▸ Try it
Every line holding the string "warn" should be copied out of the listing.

Material to process section start

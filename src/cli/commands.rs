//! CLI command handlers

use indicatif::{ProgressBar, ProgressStyle};
use std::io::Write;
use std::path::Path;
use std::sync::Arc;
use std::time::Instant;
use tracing::{info, warn};

use crate::core::client::HttpProvider;
use crate::core::config::TranslatorConfig;
use crate::core::models::FileOutcome;
use crate::orchestrator::FileOrchestrator;

/// Write one status line to `out` with the progress bar cleared.
///
/// The line is written even when the bar is hidden (no terminal attached).
pub fn print_outcome<W: Write>(
    pb: &ProgressBar,
    out: &mut W,
    outcome: &FileOutcome,
) -> std::io::Result<()> {
    pb.suspend(|| writeln!(out, "{}", outcome))
}

/// Handle the translate command: every supported file under `path`, in place
pub async fn handle_translate(
    path: &Path,
    target_lang: &str,
    batch_size: usize,
    config: TranslatorConfig,
) -> anyhow::Result<()> {
    let start_time = Instant::now();

    info!("Starting translation");
    info!("Input: {}", path.display());
    info!("Target language: {}", target_lang);
    info!("Batch size: {}", batch_size);

    let provider = Arc::new(HttpProvider::new(config.clone())?);
    let orchestrator = FileOrchestrator::from_config(provider, &config);

    let files = FileOrchestrator::collect_files(path)?;
    if files.is_empty() {
        info!("No files found under {}", path.display());
    }

    // Create progress bar
    let pb = ProgressBar::new(files.len() as u64);
    pb.set_style(
        ProgressStyle::with_template(
            "{spinner:.green} [{elapsed_precise}] [{bar:40.cyan/blue}] {pos}/{len} ({eta}) {msg}",
        )?
        .progress_chars("=>-"),
    );

    let mut stdout = std::io::stdout();
    let summary = orchestrator
        .run_files(files, target_lang, batch_size, |outcome| {
            if let Err(e) = print_outcome(&pb, &mut stdout, outcome) {
                warn!("Could not write status line: {}", e);
            }
            pb.set_message(format!("Last: {}", outcome.path.display()));
            pb.inc(1);
        })
        .await;

    pb.finish_with_message("Completed");

    let duration = start_time.elapsed();
    info!(
        "Completed: {} translated, {} skipped, {} failed in {:?}",
        summary.translated(),
        summary.skipped(),
        summary.failed(),
        duration
    );

    println!("\n✅ Translation completed!");
    println!("   Processed: {}", summary.translated());
    println!("   Skipped: {}", summary.skipped());
    println!("   Failed: {}", summary.failed());
    println!("   Time: {:?}", duration);

    Ok(())
}

#[cfg(test)]
mod tests {
    use super::*;
    use crate::core::models::FileStatus;
    use std::path::PathBuf;

    #[test]
    fn test_status_lines_written_without_terminal() {
        let pb = ProgressBar::hidden();
        let mut out = Vec::new();

        let skipped = FileOutcome {
            path: PathBuf::from("pd/c.md"),
            status: FileStatus::Skipped("Unsupported format: md".to_string()),
        };
        let failed = FileOutcome {
            path: PathBuf::from("pd/b.json"),
            status: FileStatus::Failed("Parse error".to_string()),
        };
        print_outcome(&pb, &mut out, &skipped).unwrap();
        print_outcome(&pb, &mut out, &failed).unwrap();

        let text = String::from_utf8(out).unwrap();
        assert!(text.contains("⏩ Skipped: pd/c.md (Unsupported format: md)\n"));
        assert!(text.contains("⚠ Failed to process pd/b.json: Parse error\n"));
    }

    #[tokio::test]
    async fn test_empty_directory_completes() {
        let dir = tempfile::tempdir().unwrap();
        let result = handle_translate(dir.path(), "id", 20, TranslatorConfig::default()).await;
        assert!(result.is_ok());
    }
}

Material to process section end

▸ Response to this exercise
use tracing::{info, warn};
                warn!("Could not write status line: {}", e);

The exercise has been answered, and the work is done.